Currently, most of the Indian and Bangladeshi TV soaps show ‘home’ or the domestic sphere as the core setting and the fundamental theme is centered on women whose primary concern is family. In this context, women’s achievement is valued in terms of their responsibility for running a successful household, settling down in matrimonial bliss, bearing children, teaching them to be ‘ideal’ human beings.
Generally, women are portrayed in a number of stereotypical roles in these TV programs. Of them, the most common one is the portrayal as “Ideal Mother”, a person who possesses greater wisdom than all her children, whose sympathy is large enough to encompass the conflicting claims of her family and who has no demands or claims of her own (Modleski, 1979). This character eventually features prominently in Bangladeshi soap operas too.
Little discussion is done by academics on women’s representation in Bangladeshi television, especially in the soap operas. As a keen observer of trends, my approach is as a participant observer where I will show that women are still typecast in traditional roles, and stereotypically represented as dependent, docile, emotional women in TV soaps.
Indian soaps like their Bangladeshi counterpart focus on the family; women are mainly seen as wives, mothers, and daughters spending much of their time in experiencing and discussing personal and domestic crises. These programs, widely available through satellite television, are not only popular with Bangladeshi audiences but also have influenced the local product. Within that context, the programs might centre on the value of the mother’s nurturance and work, as shown in popular Star Plus serials.
The backgrounds, characters, and the narratives of central theme of these soaps are related to women’s issues and the problems they face in their daily lives. However, from my point of view, these soap operas are guilty of stereotyping women and of being excessively dramatic, they define distorted perceptions of gender roles in the minds of the people. The soaps also depict some bad and scheming women who are often dressed boldly with plunging necklines, deep cut blouses, short hair, big ‘bindis’, dark lipstick and heavy makeup to reinforce the kitchen politics. The qualities of the “perfect woman” include femininity, beauty, propriety, congeniality, vigilance and a caring nature. At the same time, the soaps incorporate some negative narcissistic female characters as schemers and manipulators to spice up the plot for the target audience.

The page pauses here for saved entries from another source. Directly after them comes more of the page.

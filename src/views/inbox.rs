use crate::{
    error::ClientError,
    models::message::{ConversationMessage, Message},
    services::{api::report_error, message::MessageService, session::SharedSessionStore},
    views::{list_state::ListState, ViewResult},
};
use parking_lot::RwLock;
use std::sync::Arc;

/// 收件箱与当前打开的会话
#[derive(Clone)]
pub struct InboxView {
    messages: MessageService,
    session: SharedSessionStore,
    state: ListState<Message>,
    selected: Arc<RwLock<Option<i64>>>,
    thread: Arc<RwLock<Arc<Vec<ConversationMessage>>>>,
}

impl InboxView {
    pub fn new(messages: MessageService, session: SharedSessionStore) -> Self {
        Self {
            messages,
            session,
            state: ListState::new(),
            selected: Arc::new(RwLock::new(None)),
            thread: Arc::new(RwLock::new(Arc::new(Vec::new()))),
        }
    }

    pub fn state(&self) -> &ListState<Message> {
        &self.state
    }

    pub fn selected(&self) -> Option<i64> {
        *self.selected.read()
    }

    pub fn thread(&self) -> Arc<Vec<ConversationMessage>> {
        self.thread.read().clone()
    }

    fn fail(&self, err: ClientError) -> crate::error::ErrorDisplay {
        let display = report_error(self.session.as_ref(), &err);
        self.state.set_error(Some(display.clone()));
        display
    }

    pub async fn load(&self) -> ViewResult<()> {
        let ticket = self.state.scope().ticket();
        let result = self.messages.inbox().await;
        if !ticket.is_current() {
            return Ok(());
        }

        match result {
            Ok(messages) => {
                self.state.replace(messages);
                Ok(())
            }
            Err(e) => Err(self.fail(e)),
        }
    }

    /// 打开一条消息：本地标记已读并加载会话
    pub async fn open(&self, message_id: i64) -> ViewResult<()> {
        if !self.state.update(message_id, |m| m.read = true) {
            return Err(self.fail(ClientError::InvalidState(format!(
                "message {} is not in the inbox",
                message_id
            ))));
        }
        *self.selected.write() = Some(message_id);
        self.load_thread(message_id).await
    }

    async fn load_thread(&self, message_id: i64) -> ViewResult<()> {
        let ticket = self.state.scope().ticket();
        let result = self.messages.conversation(message_id).await;
        if !ticket.is_current() || self.selected() != Some(message_id) {
            return Ok(());
        }

        match result {
            Ok(thread) => {
                *self.thread.write() = Arc::new(thread);
                Ok(())
            }
            Err(e) => Err(self.fail(e)),
        }
    }

    /// 标记为未读并回到收件箱
    pub fn mark_unread(&self, message_id: i64) {
        self.state.update(message_id, |m| m.read = false);
        self.close();
    }

    pub fn close(&self) {
        *self.selected.write() = None;
        *self.thread.write() = Arc::new(Vec::new());
    }

    /// 回复当前打开的消息，空白内容不会发出请求
    pub async fn reply(&self, content: &str) -> ViewResult<()> {
        let Some(message_id) = self.selected() else {
            return Err(self.fail(ClientError::validation("Select a message to reply to.")));
        };

        match self.messages.reply(message_id, content).await {
            Ok(()) => self.load_thread(message_id).await,
            Err(e) => Err(self.fail(e)),
        }
    }

    pub fn leave(&self) {
        self.state.leave();
        self.close();
    }
}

Bangladeshi soap operas also perpetuate myths by creating a world of fantasy rather than portraying the reality. For example, the popular Bangladeshi TV soap Gulshan Avenue, aired on Bangla Vision satellite TV channel portrays the central female character as the unrealistic ‘superwoman’ (somebody who performs all household chores, takes care of children and also admirable at workplace), the super wife, the super daughter-in law and the super mother.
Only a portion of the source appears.